--- EXERCISE DATA ---

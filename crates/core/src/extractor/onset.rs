use std::collections::VecDeque;

const MAX_HISTORY: usize = 1024;

/// Z-score onset detector with Schmitt-trigger hysteresis.
///
/// A value enters the onset state when it exceeds `mean + k * std` of the
/// preceding window, and leaves only once it falls below
/// `mean - exit_margin`.
///
/// A sustained step up is absorbed into the window mean but never drops
/// below it, so without a hold limit the state stays on for as long as the
/// level holds. [`OnsetDetector::with_max_hold`] forces a release after a
/// fixed time; the detector then stays quiet until the value stops
/// qualifying as an onset, so the same step does not fire twice.
#[derive(Debug, Clone)]
pub struct OnsetDetector {
    window_ms: f32,
    k: f32,
    exit_margin: f32,
    min_delta: f32,
    max_hold_ms: Option<f32>,
    history: VecDeque<(f32, f32)>,
    active: bool,
    entered_at: f32,
    armed: bool,
}

impl OnsetDetector {
    pub fn new(window_ms: f32, k: f32, exit_margin: f32, min_delta: f32) -> Self {
        Self {
            window_ms,
            k,
            exit_margin,
            min_delta,
            max_hold_ms: None,
            history: VecDeque::new(),
            active: false,
            entered_at: 0.0,
            armed: true,
        }
    }

    /// Limits how long one onset may stay active. Zero or a non-finite value
    /// disables the limit.
    pub fn with_max_hold(mut self, max_hold_ms: f32) -> Self {
        self.max_hold_ms = (max_hold_ms.is_finite() && max_hold_ms > 0.0).then_some(max_hold_ms);
        self
    }

    /// Feeds the value observed at `t_ms` and returns the onset state.
    pub fn push(&mut self, t_ms: f32, value: f32) -> bool {
        while let Some(&(stamp, _)) = self.history.front() {
            if t_ms - stamp > self.window_ms {
                self.history.pop_front();
            } else {
                break;
            }
        }

        if let Some((mean, std)) = self.stats() {
            let qualifies = self.history.len() >= 2
                && value > mean + self.k * std
                && value - mean > self.min_delta;
            if self.active {
                if value < mean - self.exit_margin {
                    self.active = false;
                } else if self
                    .max_hold_ms
                    .is_some_and(|hold| t_ms - self.entered_at >= hold)
                {
                    self.active = false;
                    self.armed = false;
                }
            } else if !qualifies {
                self.armed = true;
            } else if self.armed {
                self.active = true;
                self.entered_at = t_ms;
            }
        }

        if value.is_finite() {
            self.history.push_back((t_ms, value));
            if self.history.len() > MAX_HISTORY {
                self.history.pop_front();
            }
        }

        self.active
    }

    pub fn is_active(&self) -> bool {
        self.active
    }

    pub fn reset(&mut self) {
        self.history.clear();
        self.active = false;
        self.armed = true;
    }

    fn stats(&self) -> Option<(f32, f32)> {
        if self.history.is_empty() {
            return None;
        }
        let count = self.history.len() as f32;
        let mean = self.history.iter().map(|&(_, v)| v).sum::<f32>() / count;
        let variance = self
            .history
            .iter()
            .map(|&(_, v)| (v - mean) * (v - mean))
            .sum::<f32>()
            / count;
        Some((mean, variance.max(0.0).sqrt()))
    }
}

#[cfg(test)]
mod tests {
    use super::*;

    fn detector() -> OnsetDetector {
        OnsetDetector::new(1_000.0, 1.5, 0.005, 0.02)
    }

    fn feed(detector: &mut OnsetDetector, t: &mut f32, value: f32) -> bool {
        *t += 16.0;
        detector.push(*t, value)
    }

    #[test]
    fn flat_signal_never_triggers() {
        let mut onset = detector();
        let mut t = 0.0;
        for _ in 0..200 {
            assert!(!feed(&mut onset, &mut t, 0.3));
        }
    }

    #[test]
    fn jump_triggers_and_holds_through_dip() {
        let mut onset = detector();
        let mut t = 0.0;
        for i in 0..60 {
            let wobble = if i % 2 == 0 { 0.01 } else { -0.01 };
            assert!(!feed(&mut onset, &mut t, 0.1 + wobble));
        }

        assert!(feed(&mut onset, &mut t, 0.8));
        assert!(feed(&mut onset, &mut t, 0.8));
        assert!(feed(&mut onset, &mut t, 0.8));

        // Below the entry threshold but above the exit threshold.
        assert!(feed(&mut onset, &mut t, 0.3));
        assert!(feed(&mut onset, &mut t, 0.25));

        assert!(!feed(&mut onset, &mut t, 0.0));
        assert!(!onset.is_active());
    }

    fn step_onset_frames(onset: &mut OnsetDetector) -> Vec<bool> {
        let mut t = 0.0;
        for _ in 0..90 {
            assert!(!feed(onset, &mut t, 0.02));
        }
        (0..600).map(|_| feed(onset, &mut t, 0.7)).collect()
    }

    #[test]
    fn sustained_step_holds_without_a_limit() {
        let mut onset = detector();
        let frames = step_onset_frames(&mut onset);
        assert!(frames.iter().all(|&active| active));
    }

    #[test]
    fn max_hold_releases_a_sustained_step_once() {
        let mut onset = detector().with_max_hold(200.0);
        let frames = step_onset_frames(&mut onset);

        // 200 ms at 16 ms per frame.
        assert!(frames[..13].iter().all(|&active| active));
        assert_eq!(frames.iter().filter(|&&active| active).count(), 13);
        assert!(!onset.is_active());
    }

    #[test]
    fn max_hold_still_fires_on_the_next_jump() {
        let mut onset = detector().with_max_hold(200.0);
        step_onset_frames(&mut onset);

        let mut t = 90.0 * 16.0 + 600.0 * 16.0;
        for _ in 0..70 {
            feed(&mut onset, &mut t, 0.02);
        }
        assert!(!onset.is_active());
        assert!(feed(&mut onset, &mut t, 0.7));
    }

    #[test]
    fn zero_max_hold_means_no_limit() {
        let mut onset = detector().with_max_hold(0.0);
        assert!(step_onset_frames(&mut onset).iter().all(|&active| active));
    }

    #[test]
    fn ignores_tiny_deviations_on_silence() {
        let mut onset = detector();
        let mut t = 0.0;
        for _ in 0..30 {
            feed(&mut onset, &mut t, 0.0);
        }
        assert!(!feed(&mut onset, &mut t, 0.01));
    }

    #[test]
    fn old_entries_leave_the_window() {
        let mut onset = detector();
        onset.push(0.0, 1.0);
        onset.push(10.0, 1.0);
        onset.push(5_000.0, 0.2);
        assert_eq!(onset.history.len(), 1);
    }

    #[test]
    fn reset_clears_state() {
        let mut onset = detector();
        let mut t = 0.0;
        for _ in 0..10 {
            feed(&mut onset, &mut t, 0.0);
        }
        feed(&mut onset, &mut t, 1.0);
        assert!(onset.is_active());
        onset.reset();
        assert!(!onset.is_active());
        assert!(onset.history.is_empty());
    }
}
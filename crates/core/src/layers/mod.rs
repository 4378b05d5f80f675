//! Pluggable visual effects and their lifecycle.
//!
//! Each effect implements the resource hooks of [`Layer`]; the provided
//! lifecycle methods wrap those hooks in a small state machine so every
//! effect gets the same guarantees:
//!
//! ```text
//! Unconfigured -> Configured -> Initialized <-> (enabled / disabled) -> Disposed
//!                                   \-> Failed (resource acquisition failed)
//! ```
//!
//! The lifecycle is driven from outside, normally by the render driver.

mod bars;
mod pulse;
mod registry;

pub use bars::SpectrumBars;
pub use pulse::PulseRing;
pub use registry::LayerRegistry;

use serde::{Deserialize, Serialize};

use crate::{controls, Control, Features, ParamMap, ParamValue, RenderContext, Result, VizError};

#[derive(Debug, Clone, Copy, PartialEq, Eq, Serialize, Deserialize)]
pub enum LayerPhase {
    Unconfigured,
    Configured,
    Initialized,
    Failed,
    Disposed,
}

/// Identity, controls, parameters and lifecycle flags shared by every layer.
#[derive(Debug, Clone)]
pub struct LayerCore {
    id: String,
    label: String,
    controls: Vec<Control>,
    params: ParamMap,
    phase: LayerPhase,
    enabled: bool,
}

impl LayerCore {
    pub fn new(id: &str, label: &str, controls: Vec<Control>) -> Self {
        Self {
            id: id.to_string(),
            label: label.to_string(),
            controls,
            params: ParamMap::new(),
            phase: LayerPhase::Unconfigured,
            enabled: false,
        }
    }

    pub fn id(&self) -> &str {
        &self.id
    }

    pub fn label(&self) -> &str {
        &self.label
    }

    pub fn controls(&self) -> &[Control] {
        &self.controls
    }

    pub fn params(&self) -> &ParamMap {
        &self.params
    }

    pub fn phase(&self) -> LayerPhase {
        self.phase
    }

    pub fn is_enabled(&self) -> bool {
        self.enabled
    }

    /// Numeric parameter, falling back to `fallback` if absent.
    pub fn number(&self, key: &str, fallback: f64) -> f64 {
        self.params.number(key).unwrap_or(fallback)
    }

    pub fn flag(&self, key: &str, fallback: bool) -> bool {
        self.params.flag(key).unwrap_or(fallback)
    }

    pub fn choice<'a>(&'a self, key: &str, fallback: &'a str) -> &'a str {
        self.params.choice(key).unwrap_or(fallback)
    }

    pub fn resource_error(&self, resource: &str) -> VizError {
        VizError::ResourceUnavailable {
            layer: self.id.clone(),
            resource: resource.to_string(),
        }
    }
}

/// A visual effect driven by audio features.
///
/// Implementors provide the resource hooks; the lifecycle methods
/// (`configure`, `initialize`, `update`, `set_enabled`, `dispose`) are
/// provided and should not be overridden.
pub trait Layer {
    fn core(&self) -> &LayerCore;
    fn core_mut(&mut self) -> &mut LayerCore;

    /// Creates the layer's scene resources. Called at most once per
    /// successful initialization.
    fn allocate(&mut self, ctx: &mut RenderContext) -> Result<()>;

    /// Recomputes internal state from `features` and applies it to the
    /// layer's own scene resources.
    fn render(&mut self, ctx: &mut RenderContext, features: &Features);

    /// Shows or hides the layer's resources without dropping them.
    fn show(&mut self, ctx: &mut RenderContext, visible: bool);

    /// Releases every resource obtained in `allocate` or `render`.
    fn release(&mut self, ctx: &mut RenderContext);

    /// Number of scene resources currently held.
    fn resource_count(&self) -> usize;

    fn id(&self) -> &str {
        self.core().id()
    }

    fn label(&self) -> &str {
        self.core().label()
    }

    fn controls(&self) -> &[Control] {
        self.core().controls()
    }

    fn params(&self) -> &ParamMap {
        self.core().params()
    }

    fn phase(&self) -> LayerPhase {
        self.core().phase()
    }

    fn is_enabled(&self) -> bool {
        self.core().is_enabled()
    }

    /// Resets parameters to control defaults overlaid with `persisted`.
    fn configure(&mut self, persisted: &ParamMap) -> &ParamMap {
        let core = self.core_mut();
        core.params = controls::merge(&core.controls, persisted);
        if core.phase == LayerPhase::Unconfigured {
            core.phase = LayerPhase::Configured;
        }
        &core.params
    }

    /// Validates and stores a single parameter.
    fn set_param(&mut self, key: &str, value: ParamValue) -> Result<()> {
        let core = self.core_mut();
        let Some(control) = core.controls.iter().find(|c| c.key() == key) else {
            return Err(VizError::UnknownParam {
                layer: core.id.clone(),
                key: key.to_string(),
            });
        };
        let accepted = control.accept(&value).map_err(|reason| VizError::InvalidParam {
            layer: core.id.clone(),
            key: key.to_string(),
            reason,
        })?;
        core.params.insert(key, accepted);
        Ok(())
    }

    /// Allocates resources on first call; later calls are no-ops.
    fn initialize(&mut self, ctx: &mut RenderContext) -> Result<()> {
        match self.phase() {
            LayerPhase::Initialized => return Ok(()),
            LayerPhase::Disposed => return Err(VizError::LayerDisposed(self.id().to_string())),
            LayerPhase::Failed => {
                return Err(self.core().resource_error("resources after an earlier failure"))
            }
            LayerPhase::Unconfigured => {
                self.configure(&ParamMap::new());
            }
            LayerPhase::Configured => {}
        }

        match self.allocate(ctx) {
            Ok(()) => {
                let core = self.core_mut();
                core.phase = LayerPhase::Initialized;
                core.enabled = true;
                tracing::debug!(layer = %core.id, "layer initialized");
                Ok(())
            }
            Err(err) => {
                self.release(ctx);
                let core = self.core_mut();
                core.phase = LayerPhase::Failed;
                core.enabled = false;
                Err(err)
            }
        }
    }

    /// Runs one frame of the effect. Does nothing unless the layer is
    /// initialized and enabled.
    fn update(&mut self, ctx: &mut RenderContext, features: &Features) {
        if self.phase() == LayerPhase::Initialized && self.is_enabled() {
            self.render(ctx, features);
        }
    }

    /// Toggles visibility while keeping all state for a fast re-enable.
    fn set_enabled(&mut self, ctx: &mut RenderContext, enabled: bool) {
        if self.phase() != LayerPhase::Initialized || self.is_enabled() == enabled {
            return;
        }
        self.show(ctx, enabled);
        self.core_mut().enabled = enabled;
        tracing::debug!(layer = %self.id(), enabled, "layer visibility changed");
    }

    /// Releases all resources. Terminal: the layer can not be initialized
    /// again.
    fn dispose(&mut self, ctx: &mut RenderContext) {
        if self.phase() == LayerPhase::Disposed {
            return;
        }
        self.release(ctx);
        let core = self.core_mut();
        core.phase = LayerPhase::Disposed;
        core.enabled = false;
    }
}
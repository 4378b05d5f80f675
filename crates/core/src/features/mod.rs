use serde::{Deserialize, Serialize};

/// Averages over the named frequency bands.
#[derive(Debug, Clone, Copy, Default, PartialEq, Serialize, Deserialize)]
pub struct Bands {
    pub low: f32,
    pub mid: f32,
    pub high: f32,
}

impl Bands {
    pub fn get(&self, name: &str) -> Option<f32> {
        match name {
            "low" => Some(self.low),
            "mid" => Some(self.mid),
            "high" => Some(self.high),
            _ => None,
        }
    }
}

/// Snapshot of the audio features for a single frame.
///
/// Everything ending in `01`, plus `energy`, the band averages and the bin
/// arrays, lies in `[0, 1]`. No field is ever NaN or infinite.
#[derive(Debug, Clone, Default, PartialEq, Serialize, Deserialize)]
pub struct Features {
    /// Frame timestamp in milliseconds.
    pub t: f32,
    /// Milliseconds since the previous frame.
    pub dt: f32,

    pub rms_db: f32,
    pub rms01: f32,
    pub rms_peak01: f32,

    pub energy: f32,
    pub energy_peak01: f32,

    pub onset: bool,

    /// Band averages after noise-floor removal.
    pub bands: Bands,
    /// Band averages of the mapped spectrum before noise-floor removal.
    pub bands_raw: Bands,

    pub centroid_hz: f32,
    pub rolloff_hz: f32,

    /// Per-bin AGC normalised values.
    pub bins: Vec<f32>,
    /// De-noised (baseline subtracted) values.
    pub bins_log: Vec<f32>,
    /// Mapped values before baseline subtraction.
    pub bins_log_raw: Vec<f32>,
}

impl Features {
    /// Looks up one of the bin arrays by the name used in layer controls.
    pub fn bins_named(&self, name: &str) -> &[f32] {
        match name {
            "binsLog" => &self.bins_log,
            "binsLogRaw" => &self.bins_log_raw,
            _ => &self.bins,
        }
    }

    pub(crate) fn clear_spectral(&mut self) {
        self.bands = Bands::default();
        self.bands_raw = Bands::default();
        self.centroid_hz = 0.0;
        self.rolloff_hz = 0.0;
        self.bins.clear();
        self.bins_log.clear();
        self.bins_log_raw.clear();
    }
}
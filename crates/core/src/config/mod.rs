use std::{fs, path::Path, path::PathBuf};

use serde::{Deserialize, Serialize};

use crate::{Result, VizError};

/// Top-level configuration structure for the application.
#[derive(Debug, Clone, Serialize, Deserialize)]
#[serde(default)]
pub struct AppConfig {
    pub audio: AudioConfig,
    pub extractor: ExtractorConfig,
    /// Layer ids that are enabled when the driver starts.
    pub active_layers: Vec<String>,
    /// JSON file used to persist layer parameters between runs.
    pub state_path: Option<PathBuf>,
}

impl Default for AppConfig {
    fn default() -> Self {
        Self {
            audio: AudioConfig::default(),
            extractor: ExtractorConfig::default(),
            active_layers: vec!["bars".to_string(), "pulse".to_string()],
            state_path: None,
        }
    }
}

impl AppConfig {
    /// Reads a JSON configuration file. Missing fields fall back to their
    /// defaults; the result is validated before it is returned.
    pub fn load(path: &Path) -> Result<Self> {
        let text = fs::read_to_string(path)?;
        let config: Self = serde_json::from_str(&text)?;
        config.validate()?;
        Ok(config)
    }

    pub fn validate(&self) -> Result<()> {
        self.audio.validate()?;
        self.extractor.validate()
    }
}

/// Configuration for the spectrum analyser that stands in for the capture
/// backend.
#[derive(Debug, Clone, Serialize, Deserialize)]
#[serde(default)]
pub struct AudioConfig {
    pub sample_rate: u32,
    pub fft_size: usize,
    /// Frame-to-frame magnitude smoothing in `[0, 1)`.
    pub smoothing_time_constant: f32,
}

impl Default for AudioConfig {
    fn default() -> Self {
        Self {
            sample_rate: 44_100,
            fft_size: 2048,
            smoothing_time_constant: 0.8,
        }
    }
}

impl AudioConfig {
    pub fn validate(&self) -> Result<()> {
        if self.sample_rate == 0 {
            return Err(VizError::config("sample_rate must be positive"));
        }
        if self.fft_size < 32 || !self.fft_size.is_power_of_two() {
            return Err(VizError::config(
                "fft_size must be a power of two and at least 32",
            ));
        }
        if !(0.0..1.0).contains(&self.smoothing_time_constant) {
            return Err(VizError::config(
                "smoothing_time_constant must lie in [0, 1)",
            ));
        }
        Ok(())
    }
}

/// Tunables of the feature extractor. All time constants are milliseconds.
#[derive(Debug, Clone, PartialEq, Serialize, Deserialize)]
#[serde(default)]
pub struct ExtractorConfig {
    pub log_bins: usize,
    pub f_min: f32,
    pub f_max: f32,
    pub spatial_smoothing: bool,

    pub db_min: f32,
    pub db_max: f32,
    pub gamma: f32,

    pub baseline_tau_ms: f32,
    pub deadband: f32,
    pub knee: f32,

    pub peak_decay_ms: f32,
    pub agc_floor: f32,

    /// Edges of the low, mid and high bands in Hz. The top edge is inclusive.
    pub band_edges_hz: [f32; 4],

    pub loudness_db_min: f32,
    pub loudness_db_max: f32,
    pub attack_ms: f32,
    pub decay_ms: f32,
    pub level_peak_decay_ms: f32,
    pub level_floor: f32,

    pub onset_window_ms: f32,
    pub onset_k: f32,
    pub onset_exit_margin: f32,
    pub onset_min_delta: f32,
    /// Longest time one onset may stay active. Zero keeps it active until
    /// the level falls back below the window mean.
    pub onset_max_hold_ms: f32,
}

impl Default for ExtractorConfig {
    fn default() -> Self {
        Self {
            log_bins: 128,
            f_min: 20.0,
            f_max: 8_000.0,
            spatial_smoothing: true,

            db_min: -100.0,
            db_max: -30.0,
            gamma: 1.5,

            baseline_tau_ms: 3_000.0,
            deadband: 0.02,
            knee: 0.08,

            peak_decay_ms: 1_500.0,
            agc_floor: 0.05,

            band_edges_hz: [20.0, 160.0, 2_000.0, 8_000.0],

            loudness_db_min: -70.0,
            loudness_db_max: -10.0,
            attack_ms: 40.0,
            decay_ms: 250.0,
            level_peak_decay_ms: 4_000.0,
            level_floor: 0.05,

            onset_window_ms: 1_000.0,
            onset_k: 1.5,
            onset_exit_margin: 0.005,
            onset_min_delta: 0.02,
            onset_max_hold_ms: 0.0,
        }
    }
}

impl ExtractorConfig {
    pub fn validate(&self) -> Result<()> {
        if self.log_bins == 0 {
            return Err(VizError::config("log_bins must be at least 1"));
        }

        let finite = [
            ("f_min", self.f_min),
            ("f_max", self.f_max),
            ("db_min", self.db_min),
            ("db_max", self.db_max),
            ("gamma", self.gamma),
            ("deadband", self.deadband),
            ("knee", self.knee),
            ("agc_floor", self.agc_floor),
            ("loudness_db_min", self.loudness_db_min),
            ("loudness_db_max", self.loudness_db_max),
            ("level_floor", self.level_floor),
            ("onset_k", self.onset_k),
            ("onset_exit_margin", self.onset_exit_margin),
            ("onset_min_delta", self.onset_min_delta),
        ];
        for (name, value) in finite {
            if !value.is_finite() {
                return Err(VizError::config(format!("{name} must be finite")));
            }
        }

        let time_constants = [
            ("baseline_tau_ms", self.baseline_tau_ms),
            ("peak_decay_ms", self.peak_decay_ms),
            ("attack_ms", self.attack_ms),
            ("decay_ms", self.decay_ms),
            ("level_peak_decay_ms", self.level_peak_decay_ms),
            ("onset_window_ms", self.onset_window_ms),
        ];
        for (name, value) in time_constants {
            if !(value.is_finite() && value > 0.0) {
                return Err(VizError::config(format!("{name} must be positive")));
            }
        }

        if self.f_max <= 0.0 {
            return Err(VizError::config("f_max must be positive"));
        }
        if self.db_max <= self.db_min {
            return Err(VizError::config("db_max must exceed db_min"));
        }
        if self.loudness_db_max <= self.loudness_db_min {
            return Err(VizError::config(
                "loudness_db_max must exceed loudness_db_min",
            ));
        }
        if self.gamma <= 0.0 {
            return Err(VizError::config("gamma must be positive"));
        }
        if self.knee <= 0.0 || self.agc_floor <= 0.0 || self.level_floor <= 0.0 {
            return Err(VizError::config(
                "knee, agc_floor and level_floor must be positive",
            ));
        }
        if self
            .band_edges_hz
            .windows(2)
            .any(|pair| !(pair[0].is_finite() && pair[0] < pair[1]))
        {
            return Err(VizError::config("band_edges_hz must be increasing"));
        }
        if !(self.onset_max_hold_ms.is_finite() && self.onset_max_hold_ms >= 0.0) {
            return Err(VizError::config(
                "onset_max_hold_ms must be zero or positive",
            ));
        }
        Ok(())
    }
}
#![doc = include_str!("../README.md")]
#![warn(clippy::pedantic, missing_docs, unreachable_pub)]

pub mod config;
pub mod emit;
mod error;
pub mod flatten;
pub mod format;
pub mod output;
pub mod palette;
pub mod tokens;

use std::path::Path;

pub use config::GeneratorConfig;
pub use emit::{emit, Documents};
pub use error::ColorsError;
pub use flatten::{flatten, swatch_identifier, ColorRecord};
pub use output::{check_documents, write_documents, OutputPaths};
pub use palette::carbon_palette;
pub use tokens::ColorTable;

/// Flattens `table` and renders both stylesheets.
#[must_use]
pub fn generate(table: &ColorTable, config: &GeneratorConfig) -> Documents {
    emit(&flatten(table), config)
}

/// Generates the stylesheets and writes them into `dir`.
pub fn build(
    table: &ColorTable,
    config: &GeneratorConfig,
    dir: &Path,
) -> Result<Documents, ColorsError> {
    log::info!(
        "building scss for {} swatches ({} colors)",
        table.swatch_count(),
        table.grade_count()
    );
    let documents = generate(table, config);
    write_documents(&OutputPaths::new(dir), &documents)?;
    log::info!("wrote color stylesheets to {}", dir.display());
    Ok(documents)
}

---

ABOUT THIS TASK: Only the lines from the start of the material through the line containing "A value enters" belong in the answer, each copied exactly.

REPLY:
filename crates/core/src/extractor/onset.rs
use std::collections::VecDeque;

const MAX_HISTORY: usize = 1024;

/// Z-score onset detector with Schmitt-trigger hysteresis.
///
/// A value enters the onset state when it exceeds `mean + k * std` of the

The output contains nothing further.